It does. The Earth and Moon both rotate "around each other" as modelled here (from Wikipedia):
Note that this is just and example model. The effect on Earth is in reality even smaller than visualized here (and the Moon's orbit is not perfectly circular).
Had the two objects had the same masses, then the orbital motions would have been equal:
The issue is what "rotating around something" exactly means. You could say that neither of the objects rotate around each other in any of the cases shown - because in fact they rotate around their shared "mid-point", so to say. This point is called the barycenter. The barycenter is the point that their gravitational influences "average down to", if we were to imagine a stationary non-orbiting object that they both rotated around.

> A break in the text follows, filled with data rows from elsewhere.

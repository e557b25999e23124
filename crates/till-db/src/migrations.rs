//! # Database Migrations
//!
//! Embedded SQL migrations.
//!
//! The `sqlx::migrate!()` macro embeds all SQL files from the shared
//! `migrations/sqlite` directory into the binary at compile time; no runtime
//! file access is needed. Applied migrations are tracked in the
//! `_sqlx_migrations` table, so running them is idempotent.
//!
//! ## Adding New Migrations
//!
//! 1. Create a new file in `migrations/sqlite/` with the next sequence number
//! 2. Name format: `NNN_description.sql` (e.g. `002_add_customer_table.sql`)
//! 3. NEVER modify existing migrations - always add new ones

use sqlx::SqlitePool;
use tracing::info;

use crate::error::DbResult;

static MIGRATOR: sqlx::migrate::Migrator = sqlx::migrate!("../../migrations/sqlite");

/// Runs all pending database migrations in order.
pub async fn run_migrations(pool: &SqlitePool) -> DbResult<()> {
    info!("Checking for pending migrations");

    MIGRATOR.run(pool).await?;

    info!("All migrations applied");
    Ok(())
}

/// Returns (total_migrations, applied_migrations) for diagnostics.
pub async fn migration_status(pool: &SqlitePool) -> DbResult<(usize, usize)> {
    let total = MIGRATOR.migrations.len();

    let applied: i64 = sqlx::query_scalar("SELECT COUNT(*) FROM _sqlx_migrations")
        .fetch_one(pool)
        .await
        .unwrap_or(0);

    Ok((total, applied as usize))
}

A smaller (less massive) object gives a weaker gravitational pull, thus causing a smaller centripetal acceleration of the more massive object, giving it a smaller orbit and smaller orbital speed. This is the case for the Earth-Moon system.
Although the mechanism is the same, and they both still rotate around the barycenter, the more massive Earth is rather "wobbling" than rotating/orbiting. It is still orbiting about the barycenter, but that barycenter is located inside it not far from it's own centre.
Some good illustrations of the real barycenter location in the Earth-Moon system are found in this answer on the Astronomy SE site, visualizing how close that barycentre is to Earth's own centre and therefore how little an effect the Moon has on Earth.